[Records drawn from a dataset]
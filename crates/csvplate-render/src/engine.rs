//! Template engine abstraction.
//!
//! This module defines the [`TemplateEngine`] trait the csvplate pipeline
//! compiles and executes templates through. The default implementation is
//! [`MiniJinjaEngine`].

use std::io::Write;

use minijinja::{AutoEscape, Environment, Value};

use crate::error::RenderError;
use crate::functions::register_functions;

/// A template engine that compiles named templates and executes them
/// against a data context, streaming the output into a writer.
pub trait TemplateEngine {
    /// Compiles `source` and stores it under `name`.
    ///
    /// Syntax errors are reported here, before anything is executed.
    fn compile(&mut self, name: &str, source: &str) -> Result<(), RenderError>;

    /// Executes a compiled template with `context` as its root data,
    /// writing the output to `out`.
    fn execute(
        &self,
        name: &str,
        context: &serde_json::Value,
        out: &mut dyn Write,
    ) -> Result<(), RenderError>;

    /// Executes a compiled template and returns the output as a string.
    fn execute_to_string(
        &self,
        name: &str,
        context: &serde_json::Value,
    ) -> Result<String, RenderError> {
        let mut buffer = Vec::new();
        self.execute(name, context, &mut buffer)?;
        String::from_utf8(buffer).map_err(|e| RenderError::OperationError(e.to_string()))
    }

    /// Checks if a template with the given name was compiled.
    fn has_template(&self, name: &str) -> bool;

    /// The tokens that open an expression or statement in this engine's
    /// syntax. Text containing none of them renders to itself.
    fn expression_markers(&self) -> &'static [&'static str];

    /// Returns true if `text` contains any expression marker.
    fn contains_expression(&self, text: &str) -> bool {
        self.expression_markers()
            .iter()
            .any(|marker| text.contains(marker))
    }
}

/// MiniJinja-based template engine.
///
/// Configured for plain text generation:
/// - trailing newlines in templates are kept
/// - no auto escaping, whatever the template name
/// - undefined values render as empty strings
/// - the csvplate helper filters are registered
///
/// # Example
///
/// ```rust
/// use csvplate_render::{MiniJinjaEngine, TemplateEngine};
/// use serde_json::json;
///
/// let mut engine = MiniJinjaEngine::new();
/// engine.compile("greeting", "Hello, {{ name }}!\n").unwrap();
///
/// let output = engine
///     .execute_to_string("greeting", &json!({ "name": "World" }))
///     .unwrap();
/// assert_eq!(output, "Hello, World!\n");
/// ```
pub struct MiniJinjaEngine {
    env: Environment<'static>,
}

/// Opening tokens of MiniJinja expressions and statements.
pub const MINIJINJA_MARKERS: &[&str] = &["{{", "{%"];

impl MiniJinjaEngine {
    /// Creates a new MiniJinja engine with the helper filters registered.
    pub fn new() -> Self {
        let mut env = Environment::new();
        env.set_keep_trailing_newline(true);
        env.set_auto_escape_callback(|_| AutoEscape::None);
        register_functions(&mut env);
        Self { env }
    }
}

impl Default for MiniJinjaEngine {
    fn default() -> Self {
        Self::new()
    }
}

impl TemplateEngine for MiniJinjaEngine {
    fn compile(&mut self, name: &str, source: &str) -> Result<(), RenderError> {
        self.env
            .add_template_owned(name.to_string(), source.to_string())?;
        tracing::trace!(template = name, bytes = source.len(), "compiled template");
        Ok(())
    }

    fn execute(
        &self,
        name: &str,
        context: &serde_json::Value,
        out: &mut dyn Write,
    ) -> Result<(), RenderError> {
        let tmpl = self.env.get_template(name)?;
        let value = Value::from_serialize(context);
        tmpl.render_to_write(value, out)?;
        Ok(())
    }

    fn has_template(&self, name: &str) -> bool {
        self.env.get_template(name).is_ok()
    }

    fn expression_markers(&self) -> &'static [&'static str] {
        MINIJINJA_MARKERS
    }
}
//! The two rendering strategies.
//!
//! Both expect the content template to be compiled under
//! [`CONTENT_TEMPLATE`]; per-row rendering additionally expects the output
//! name template under [`OUTPUT_TEMPLATE`].

use std::io::Write;

use csvplate_input::{Record, Table};
use csvplate_render::{RenderError, TemplateEngine};
use serde_json::Value;

use crate::error::AppError;
use crate::sink::{self, Destination};

/// Name the content template is compiled under.
pub const CONTENT_TEMPLATE: &str = "content";

/// Name the output file name template is compiled under.
pub const OUTPUT_TEMPLATE: &str = "outfile";

/// Context for single-file rendering: `rows` holds every record in source
/// order, `headers` the column names.
pub fn single_context(table: &Table) -> Result<Value, RenderError> {
    Ok(serde_json::to_value(table)?)
}

/// Context for one record: every field at the top level, plus the whole
/// record as `row` unless a field already has that name.
pub fn row_context(record: &Record) -> Result<Value, RenderError> {
    let mut context = serde_json::to_value(record)?;
    if let Value::Object(fields) = &mut context {
        if !fields.contains_key("row") {
            let row = Value::Object(fields.clone());
            fields.insert("row".to_string(), row);
        }
    }
    Ok(context)
}

/// Renders the content template once, with all records, into
/// `destination`.
///
/// A failed execution leaves whatever was already written in place. On
/// success the file name is confirmed on `stdout`.
pub fn render_single(
    engine: &dyn TemplateEngine,
    table: &Table,
    destination: &Destination,
    force: bool,
    stdout: &mut dyn Write,
) -> Result<(), AppError> {
    let context = single_context(table).map_err(AppError::ExecuteTemplate)?;

    let mut output = sink::open(destination, force, stdout)?;
    engine
        .execute(CONTENT_TEMPLATE, &context, &mut output)
        .map_err(AppError::ExecuteTemplate)?;
    output.close()?;

    if let Destination::File(path) = destination {
        writeln!(stdout, "result saved in {}", path.display())?;
    }
    Ok(())
}

/// Renders one output per record.
///
/// For each record the output name template picks the destination, then
/// the content template fills it. A destination that cannot be opened
/// (typically an existing file without `force`) is reported on `stderr`
/// and skipped; template failures abort the batch. Each written
/// destination is printed on `stdout` as it completes.
///
/// Returns the number of files written, or
/// [`AppError::FilesNotWritten`] if any destination was skipped.
pub fn render_per_row(
    engine: &dyn TemplateEngine,
    records: &[Record],
    force: bool,
    stdout: &mut dyn Write,
    stderr: &mut dyn Write,
) -> Result<usize, AppError> {
    let mut written = 0;
    let mut skipped = 0;

    for (row, record) in records.iter().enumerate() {
        let context =
            row_context(record).map_err(|source| AppError::RenderOutputName { row, source })?;

        let name = engine
            .execute_to_string(OUTPUT_TEMPLATE, &context)
            .map_err(|source| AppError::RenderOutputName { row, source })?;
        if name.is_empty() {
            return Err(AppError::EmptyOutputName { row });
        }

        let destination = Destination::parse(&name);
        let mut output = match sink::open(&destination, force, stdout) {
            Ok(output) => output,
            Err(err) => {
                tracing::debug!(row, destination = %name, error = %err, "skipping row");
                writeln!(stderr, "  {name}: {err}")?;
                skipped += 1;
                continue;
            }
        };

        engine
            .execute(CONTENT_TEMPLATE, &context, &mut output)
            .map_err(|source| AppError::RenderContent {
                destination: name.clone(),
                source,
            })?;
        output.close()?;

        writeln!(stdout, "{name}")?;
        written += 1;
    }

    tracing::debug!(written, skipped, "per-row rendering finished");
    if skipped > 0 {
        return Err(AppError::FilesNotWritten(skipped));
    }
    Ok(written)
}
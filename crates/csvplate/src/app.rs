//! The application runner.
//!
//! [`run`] executes one validated [`Config`] against an [`Io`] bundle and
//! returns a typed result. [`run_cli`] adds argument parsing and error
//! reporting on top and returns the process exit code, so the binary
//! itself only wires up the real streams.

use std::ffi::OsString;
use std::io::Write;

use clap::error::ErrorKind;
use clap::{CommandFactory, Parser};
use console::Style;
use csvplate_input::{load_table, ContentResolver, StdinReader};
use csvplate_render::{MiniJinjaEngine, TemplateEngine};

use crate::config::{Cli, Config};
use crate::dispatch::{decide, RenderMode};
use crate::error::AppError;
use crate::render::{render_per_row, render_single, CONTENT_TEMPLATE, OUTPUT_TEMPLATE};

/// The process streams a run talks to.
pub struct Io<'a> {
    pub stdin: &'a dyn StdinReader,
    pub stdout: &'a mut dyn Write,
    pub stderr: &'a mut dyn Write,
    /// Whether error output may be styled.
    pub color: bool,
}

/// Runs csvplate with a validated configuration.
pub fn run(config: &Config, io: &mut Io<'_>) -> Result<(), AppError> {
    let mut engine = MiniJinjaEngine::new();
    run_with_engine(config, &mut engine, io)
}

/// Runs csvplate with the given template engine.
///
/// Sources are read and templates compiled before anything is written.
pub fn run_with_engine(
    config: &Config,
    engine: &mut dyn TemplateEngine,
    io: &mut Io<'_>,
) -> Result<(), AppError> {
    let resolver = ContentResolver::with_reader(io.stdin);

    let csv = resolver.resolve(&config.csv).map_err(AppError::ReadCsv)?;
    let table = load_table(&csv, &config.table).map_err(AppError::ReadCsv)?;

    let template = resolver
        .resolve(&config.template)
        .map_err(AppError::ReadTemplate)?;
    engine
        .compile(CONTENT_TEMPLATE, &template)
        .map_err(AppError::ParseTemplate)?;

    let mode = decide(&config.out, &*engine);
    if let RenderMode::PerRow { name_template } = &mode {
        engine
            .compile(OUTPUT_TEMPLATE, name_template)
            .map_err(AppError::ParseOutputTemplate)?;
    }

    match mode {
        RenderMode::SingleFile(destination) => {
            render_single(&*engine, &table, &destination, config.force, io.stdout)
        }
        RenderMode::PerRow { .. } => render_per_row(
            &*engine,
            table.records(),
            config.force,
            io.stdout,
            io.stderr,
        )
        .map(|_| ()),
    }
}

/// Parses `args`, runs, and reports any error on `io.stderr`.
///
/// Returns the process exit code: 0 on success (including `--help`,
/// `--version` and a bare invocation, which prints the help), 1 otherwise.
pub fn run_cli<I, T>(args: I, io: &mut Io<'_>) -> u8
where
    I: IntoIterator<Item = T>,
    T: Into<OsString> + Clone,
{
    let args: Vec<OsString> = args.into_iter().map(Into::into).collect();

    if args.len() <= 1 {
        let help = Cli::command().render_help();
        return match write!(io.stdout, "{help}") {
            Ok(()) => 0,
            Err(_) => 1,
        };
    }

    let cli = match Cli::try_parse_from(&args) {
        Ok(cli) => cli,
        Err(err) => match err.kind() {
            ErrorKind::DisplayHelp | ErrorKind::DisplayVersion => {
                return match write!(io.stdout, "{err}") {
                    Ok(()) => 0,
                    Err(_) => 1,
                };
            }
            _ => {
                let rendered = err.to_string();
                let message = rendered
                    .trim_start_matches("error: ")
                    .trim_end();
                report(io, message);
                return 1;
            }
        },
    };

    let result = Config::from_cli(cli).and_then(|config| run(&config, io));
    match result {
        Ok(()) => 0,
        Err(err) => {
            report(io, &err.to_string());
            if err.is_config() {
                let _ = writeln!(io.stderr, "Run 'csvplate --help' for usage.");
            }
            err.exit_code()
        }
    }
}

fn report(io: &mut Io<'_>, message: &str) {
    let prefix = Style::new().red().bold().force_styling(io.color);
    let _ = writeln!(io.stderr, "{}: {message}", prefix.apply_to("csvplate"));
}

[Task to complete]: Write out, from the lines above, only those from the line with "the csvplate pipeline" to the line with "into a writer.", exactly as given, including the first and the last.

[Your response]:
//! This module defines the [`TemplateEngine`] trait the csvplate pipeline
//! compiles and executes templates through. The default implementation is
//! [`MiniJinjaEngine`].

use std::io::Write;

use minijinja::{AutoEscape, Environment, Value};

use crate::error::RenderError;
use crate::functions::register_functions;

/// A template engine that compiles named templates and executes them
/// against a data context, streaming the output into a writer.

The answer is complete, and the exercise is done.